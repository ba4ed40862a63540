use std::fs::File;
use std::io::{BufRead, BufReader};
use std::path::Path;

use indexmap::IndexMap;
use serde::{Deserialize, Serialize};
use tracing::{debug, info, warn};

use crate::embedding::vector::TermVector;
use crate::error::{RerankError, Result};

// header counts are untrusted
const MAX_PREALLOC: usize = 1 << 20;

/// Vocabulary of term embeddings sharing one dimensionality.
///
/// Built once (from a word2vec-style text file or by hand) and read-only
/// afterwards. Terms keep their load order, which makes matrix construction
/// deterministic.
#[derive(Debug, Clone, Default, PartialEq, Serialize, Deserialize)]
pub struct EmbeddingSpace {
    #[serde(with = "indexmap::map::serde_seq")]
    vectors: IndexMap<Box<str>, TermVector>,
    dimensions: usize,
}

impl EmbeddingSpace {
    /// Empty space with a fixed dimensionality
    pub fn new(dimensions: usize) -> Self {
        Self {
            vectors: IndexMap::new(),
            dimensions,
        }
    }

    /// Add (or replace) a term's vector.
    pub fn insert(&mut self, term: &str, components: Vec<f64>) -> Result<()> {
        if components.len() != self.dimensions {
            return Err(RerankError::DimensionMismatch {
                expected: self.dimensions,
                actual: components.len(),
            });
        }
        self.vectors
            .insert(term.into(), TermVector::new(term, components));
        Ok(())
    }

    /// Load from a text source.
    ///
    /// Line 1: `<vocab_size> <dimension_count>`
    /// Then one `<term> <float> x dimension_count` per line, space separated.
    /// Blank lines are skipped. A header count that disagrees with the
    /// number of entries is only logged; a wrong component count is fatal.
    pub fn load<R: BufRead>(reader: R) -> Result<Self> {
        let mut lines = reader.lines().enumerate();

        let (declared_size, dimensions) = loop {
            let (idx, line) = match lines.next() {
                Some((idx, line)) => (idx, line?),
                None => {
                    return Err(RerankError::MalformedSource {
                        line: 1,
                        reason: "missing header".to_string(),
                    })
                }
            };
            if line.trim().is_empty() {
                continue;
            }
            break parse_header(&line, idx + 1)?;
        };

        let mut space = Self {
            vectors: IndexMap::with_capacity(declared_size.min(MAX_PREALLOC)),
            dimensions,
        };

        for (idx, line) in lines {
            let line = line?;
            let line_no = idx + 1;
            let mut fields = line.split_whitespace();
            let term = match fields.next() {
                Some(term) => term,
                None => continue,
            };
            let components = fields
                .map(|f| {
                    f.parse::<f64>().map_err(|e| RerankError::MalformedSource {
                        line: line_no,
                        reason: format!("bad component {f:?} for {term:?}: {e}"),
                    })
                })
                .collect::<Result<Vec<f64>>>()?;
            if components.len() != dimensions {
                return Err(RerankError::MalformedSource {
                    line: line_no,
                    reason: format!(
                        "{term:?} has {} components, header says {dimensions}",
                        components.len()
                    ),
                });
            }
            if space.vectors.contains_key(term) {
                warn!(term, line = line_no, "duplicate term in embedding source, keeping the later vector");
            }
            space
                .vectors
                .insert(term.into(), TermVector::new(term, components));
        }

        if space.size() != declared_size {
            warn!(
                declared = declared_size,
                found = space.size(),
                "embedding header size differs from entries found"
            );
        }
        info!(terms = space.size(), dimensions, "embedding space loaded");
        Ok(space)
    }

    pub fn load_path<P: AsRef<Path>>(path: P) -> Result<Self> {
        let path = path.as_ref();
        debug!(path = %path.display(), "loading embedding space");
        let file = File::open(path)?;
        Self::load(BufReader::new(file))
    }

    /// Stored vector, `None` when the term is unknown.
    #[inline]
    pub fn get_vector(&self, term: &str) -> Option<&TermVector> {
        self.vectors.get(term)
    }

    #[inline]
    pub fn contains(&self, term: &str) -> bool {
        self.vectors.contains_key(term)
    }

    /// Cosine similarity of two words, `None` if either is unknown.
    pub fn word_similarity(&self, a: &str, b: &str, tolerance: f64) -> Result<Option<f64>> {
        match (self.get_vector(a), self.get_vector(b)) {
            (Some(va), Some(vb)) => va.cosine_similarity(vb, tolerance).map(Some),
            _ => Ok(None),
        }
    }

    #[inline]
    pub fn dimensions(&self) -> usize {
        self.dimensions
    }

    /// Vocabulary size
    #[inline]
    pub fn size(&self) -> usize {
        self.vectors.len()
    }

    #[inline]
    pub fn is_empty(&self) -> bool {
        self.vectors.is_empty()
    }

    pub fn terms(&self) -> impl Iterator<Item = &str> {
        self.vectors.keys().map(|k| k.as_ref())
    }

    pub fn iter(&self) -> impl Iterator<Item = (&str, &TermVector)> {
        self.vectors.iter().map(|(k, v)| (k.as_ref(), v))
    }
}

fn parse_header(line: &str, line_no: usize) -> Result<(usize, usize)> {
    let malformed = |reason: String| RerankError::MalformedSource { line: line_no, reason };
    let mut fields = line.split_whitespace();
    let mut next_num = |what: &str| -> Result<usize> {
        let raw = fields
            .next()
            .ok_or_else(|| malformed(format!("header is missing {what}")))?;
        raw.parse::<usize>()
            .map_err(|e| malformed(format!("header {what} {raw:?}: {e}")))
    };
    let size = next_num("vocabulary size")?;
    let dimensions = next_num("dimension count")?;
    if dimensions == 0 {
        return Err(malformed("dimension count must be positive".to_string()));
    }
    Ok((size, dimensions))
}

....

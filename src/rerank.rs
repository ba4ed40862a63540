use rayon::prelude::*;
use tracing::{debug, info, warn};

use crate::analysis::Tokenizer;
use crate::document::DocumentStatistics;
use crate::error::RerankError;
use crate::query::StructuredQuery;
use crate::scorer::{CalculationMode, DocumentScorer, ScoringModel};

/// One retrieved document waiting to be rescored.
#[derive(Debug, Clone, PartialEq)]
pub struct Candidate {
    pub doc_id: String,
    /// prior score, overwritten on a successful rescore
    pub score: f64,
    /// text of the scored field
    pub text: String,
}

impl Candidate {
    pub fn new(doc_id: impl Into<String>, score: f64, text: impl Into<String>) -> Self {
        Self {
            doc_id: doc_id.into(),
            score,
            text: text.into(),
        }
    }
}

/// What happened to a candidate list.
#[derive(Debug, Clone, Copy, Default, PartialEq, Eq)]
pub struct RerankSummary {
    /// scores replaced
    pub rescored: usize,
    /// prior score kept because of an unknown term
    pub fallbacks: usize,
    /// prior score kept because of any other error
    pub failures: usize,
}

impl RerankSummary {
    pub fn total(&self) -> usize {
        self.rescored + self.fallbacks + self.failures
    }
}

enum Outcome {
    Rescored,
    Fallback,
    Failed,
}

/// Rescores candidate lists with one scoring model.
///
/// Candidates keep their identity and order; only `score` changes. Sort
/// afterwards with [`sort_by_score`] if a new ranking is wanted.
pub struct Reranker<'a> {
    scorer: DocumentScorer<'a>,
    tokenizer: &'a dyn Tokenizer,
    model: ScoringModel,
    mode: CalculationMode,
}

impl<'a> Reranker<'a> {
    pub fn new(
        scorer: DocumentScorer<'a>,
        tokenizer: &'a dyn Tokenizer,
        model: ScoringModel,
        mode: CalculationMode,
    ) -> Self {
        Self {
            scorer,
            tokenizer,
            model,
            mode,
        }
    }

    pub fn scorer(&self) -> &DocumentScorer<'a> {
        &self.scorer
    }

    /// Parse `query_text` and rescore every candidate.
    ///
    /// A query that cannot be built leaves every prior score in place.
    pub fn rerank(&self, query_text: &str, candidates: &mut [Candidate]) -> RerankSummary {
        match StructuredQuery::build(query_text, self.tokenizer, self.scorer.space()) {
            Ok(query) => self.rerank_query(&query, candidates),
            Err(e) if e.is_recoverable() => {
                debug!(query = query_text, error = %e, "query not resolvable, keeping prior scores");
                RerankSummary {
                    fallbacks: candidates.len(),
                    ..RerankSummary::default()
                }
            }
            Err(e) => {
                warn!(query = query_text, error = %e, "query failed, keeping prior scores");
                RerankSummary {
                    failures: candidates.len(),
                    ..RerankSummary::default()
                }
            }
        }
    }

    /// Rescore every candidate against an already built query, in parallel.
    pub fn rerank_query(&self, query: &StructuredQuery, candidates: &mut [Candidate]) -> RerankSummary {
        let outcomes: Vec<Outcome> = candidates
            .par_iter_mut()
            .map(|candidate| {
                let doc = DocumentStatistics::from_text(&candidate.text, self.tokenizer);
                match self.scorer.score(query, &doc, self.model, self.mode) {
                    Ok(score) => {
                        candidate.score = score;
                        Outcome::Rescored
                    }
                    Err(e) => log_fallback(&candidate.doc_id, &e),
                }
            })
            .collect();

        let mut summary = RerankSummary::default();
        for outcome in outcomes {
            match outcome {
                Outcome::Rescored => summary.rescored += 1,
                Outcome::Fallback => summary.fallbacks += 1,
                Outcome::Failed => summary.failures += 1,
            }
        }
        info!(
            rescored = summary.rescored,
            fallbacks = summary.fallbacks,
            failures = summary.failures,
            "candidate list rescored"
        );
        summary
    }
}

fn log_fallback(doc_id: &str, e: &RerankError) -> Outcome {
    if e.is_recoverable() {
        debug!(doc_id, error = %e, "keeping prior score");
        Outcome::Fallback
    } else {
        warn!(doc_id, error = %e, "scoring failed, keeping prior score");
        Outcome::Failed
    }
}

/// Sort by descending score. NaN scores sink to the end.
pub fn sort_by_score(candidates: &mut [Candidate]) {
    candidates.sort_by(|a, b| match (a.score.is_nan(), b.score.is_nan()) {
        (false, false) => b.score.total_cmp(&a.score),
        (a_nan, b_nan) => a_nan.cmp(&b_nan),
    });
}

....

> _Assignment_: Only the lines containing "BufReader" are needed; pull them out of the listing.

> _Solution_:
use std::io::{BufRead, BufReader};
        Self::load(BufReader::new(file))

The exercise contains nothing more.